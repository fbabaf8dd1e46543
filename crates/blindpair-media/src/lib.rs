//! FFmpeg CLI wrapper for blind comparison videos.
//!
//! This crate provides:
//! - Type-safe FFmpeg command building with multiple inputs
//! - Progress parsing from `-progress pipe:2`
//! - FFprobe video information
//! - Side-by-side layout and the `SideBySideRenderer` seam
//! - Model output collections on disk
//! - Raw video preparation (base-name matching and copying)

pub mod collection;
pub mod command;
pub mod error;
pub mod filters;
pub mod prepare;
pub mod progress;
pub mod render;
pub mod video_info;

pub use collection::{DirectoryCollection, VideoCollection};
pub use command::{check_ffmpeg, check_ffprobe, FfmpegCommand, FfmpegRunner};
pub use error::{MediaError, MediaResult};
pub use filters::{filter_hstack, SideBySideLayout};
pub use prepare::{extract_base_name, prepare_raw_videos, ModelSource, PrepareSummary};
pub use video_info::{read_video_info, VideoInfo};
pub use progress::FfmpegProgress;
pub use render::{FfmpegSideBySide, SideBySideRenderer};
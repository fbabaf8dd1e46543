//! Subcommand handlers.
//!
//! Each handler returns the process exit code: 0 on success, 1 when some
//! items failed. Run-stopping problems come back as `CliError`.

pub mod aggregate;
pub mod build;
pub mod collect;
pub mod decode;
pub mod prepare;
pub mod schema;
pub mod sources;

use blindpair_models::StudyConfig;
use clap::{Args, Subcommand};
use std::path::PathBuf;
use tracing::debug;

use crate::config::CliConfig;
use crate::error::CliResult;

#[derive(Subcommand)]
pub enum Commands {
    /// Copy model outputs sharing a base name into the raw videos layout
    Prepare(prepare::PrepareArgs),

    /// Render blinded side-by-side videos and write order sheets
    Build(build::BuildArgs),

    /// Fetch participant records from GitHub issues or local files
    Collect(collect::CollectArgs),

    /// Decode responses through the order sheets and report win rates
    Aggregate(aggregate::AggregateArgs),

    /// Decode a single choice by hand
    Decode(decode::DecodeArgs),

    /// Print JSON schemas of the record and report formats
    Schema(schema::SchemaArgs),
}

pub async fn dispatch(command: Commands, env: &CliConfig) -> CliResult<i32> {
    match command {
        Commands::Prepare(args) => prepare::run(args).await,
        Commands::Build(args) => build::run(args, env).await,
        Commands::Collect(args) => collect::run(args, env).await,
        Commands::Aggregate(args) => aggregate::run(args, env).await,
        Commands::Decode(args) => decode::run(args).await,
        Commands::Schema(args) => schema::run(args),
    }
}

/// Study config location shared by the commands that need one.
#[derive(Args, Debug, Clone)]
pub struct ConfigArg {
    /// Study configuration file (JSON)
    #[arg(short, long, env = "BLINDPAIR_CONFIG", default_value = "study_config.json")]
    pub config: PathBuf,
}

impl ConfigArg {
    pub fn load(&self) -> CliResult<StudyConfig> {
        let config = StudyConfig::load(&self.config)?;
        debug!(
            path = %self.config.display(),
            study = %config.study_name,
            pairs = config.comparison_sets.len(),
            "Loaded study config"
        );
        Ok(config)
    }

    /// Load the config if the file exists; other load errors still fail.
    pub fn load_optional(&self) -> CliResult<Option<StudyConfig>> {
        if self.config.exists() {
            self.load().map(Some)
        } else {
            Ok(None)
        }
    }
}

● **PROBLEM DETAILS**: From the data above, give every line again exactly as it appears.

● **ANSWER BOX**:
repository fbabaf8dd1e46543
filename crates/blindpair-media/src/lib.rs
//! FFmpeg CLI wrapper for blind comparison videos.
//!
//! This crate provides:
//! - Type-safe FFmpeg command building with multiple inputs
//! - Progress parsing from `-progress pipe:2`
//! - FFprobe video information
//! - Side-by-side layout and the `SideBySideRenderer` seam
//! - Model output collections on disk
//! - Raw video preparation (base-name matching and copying)

pub mod collection;
pub mod command;
pub mod error;
pub mod filters;
pub mod prepare;
pub mod progress;
pub mod render;
pub mod video_info;

pub use collection::{DirectoryCollection, VideoCollection};
pub use command::{check_ffmpeg, check_ffprobe, FfmpegCommand, FfmpegRunner};
pub use error::{MediaError, MediaResult};
pub use filters::{filter_hstack, SideBySideLayout};
pub use prepare::{extract_base_name, prepare_raw_videos, ModelSource, PrepareSummary};
pub use video_info::{read_video_info, VideoInfo};
pub use progress::FfmpegProgress;
pub use render::{FfmpegSideBySide, SideBySideRenderer};
repository fbabaf8dd1e46543
//! Subcommand handlers.
//!
//! Each handler returns the process exit code: 0 on success, 1 when some
//! items failed. Run-stopping problems come back as `CliError`.

pub mod aggregate;
pub mod build;
pub mod collect;
pub mod decode;
pub mod prepare;
pub mod schema;
pub mod sources;

use blindpair_models::StudyConfig;
use clap::{Args, Subcommand};
use std::path::PathBuf;
use tracing::debug;

use crate::config::CliConfig;
use crate::error::CliResult;

#[derive(Subcommand)]
pub enum Commands {
    /// Copy model outputs sharing a base name into the raw videos layout
    Prepare(prepare::PrepareArgs),

    /// Render blinded side-by-side videos and write order sheets
    Build(build::BuildArgs),

    /// Fetch participant records from GitHub issues or local files
    Collect(collect::CollectArgs),

    /// Decode responses through the order sheets and report win rates
    Aggregate(aggregate::AggregateArgs),

    /// Decode a single choice by hand
    Decode(decode::DecodeArgs),

    /// Print JSON schemas of the record and report formats
    Schema(schema::SchemaArgs),
}

pub async fn dispatch(command: Commands, env: &CliConfig) -> CliResult<i32> {
    match command {
        Commands::Prepare(args) => prepare::run(args).await,
        Commands::Build(args) => build::run(args, env).await,
        Commands::Collect(args) => collect::run(args, env).await,
        Commands::Aggregate(args) => aggregate::run(args, env).await,
        Commands::Decode(args) => decode::run(args).await,
        Commands::Schema(args) => schema::run(args),
    }
}

/// Study config location shared by the commands that need one.
#[derive(Args, Debug, Clone)]
pub struct ConfigArg {
    /// Study configuration file (JSON)
    #[arg(short, long, env = "BLINDPAIR_CONFIG", default_value = "study_config.json")]
    pub config: PathBuf,
}

impl ConfigArg {
    pub fn load(&self) -> CliResult<StudyConfig> {
        let config = StudyConfig::load(&self.config)?;
        debug!(
            path = %self.config.display(),
            study = %config.study_name,
            pairs = config.comparison_sets.len(),
            "Loaded study config"
        );
        Ok(config)
    }

    /// Load the config if the file exists; other load errors still fail.
    pub fn load_optional(&self) -> CliResult<Option<StudyConfig>> {
        if self.config.exists() {
            self.load().map(Some)
        } else {
            Ok(None)
        }
    }
}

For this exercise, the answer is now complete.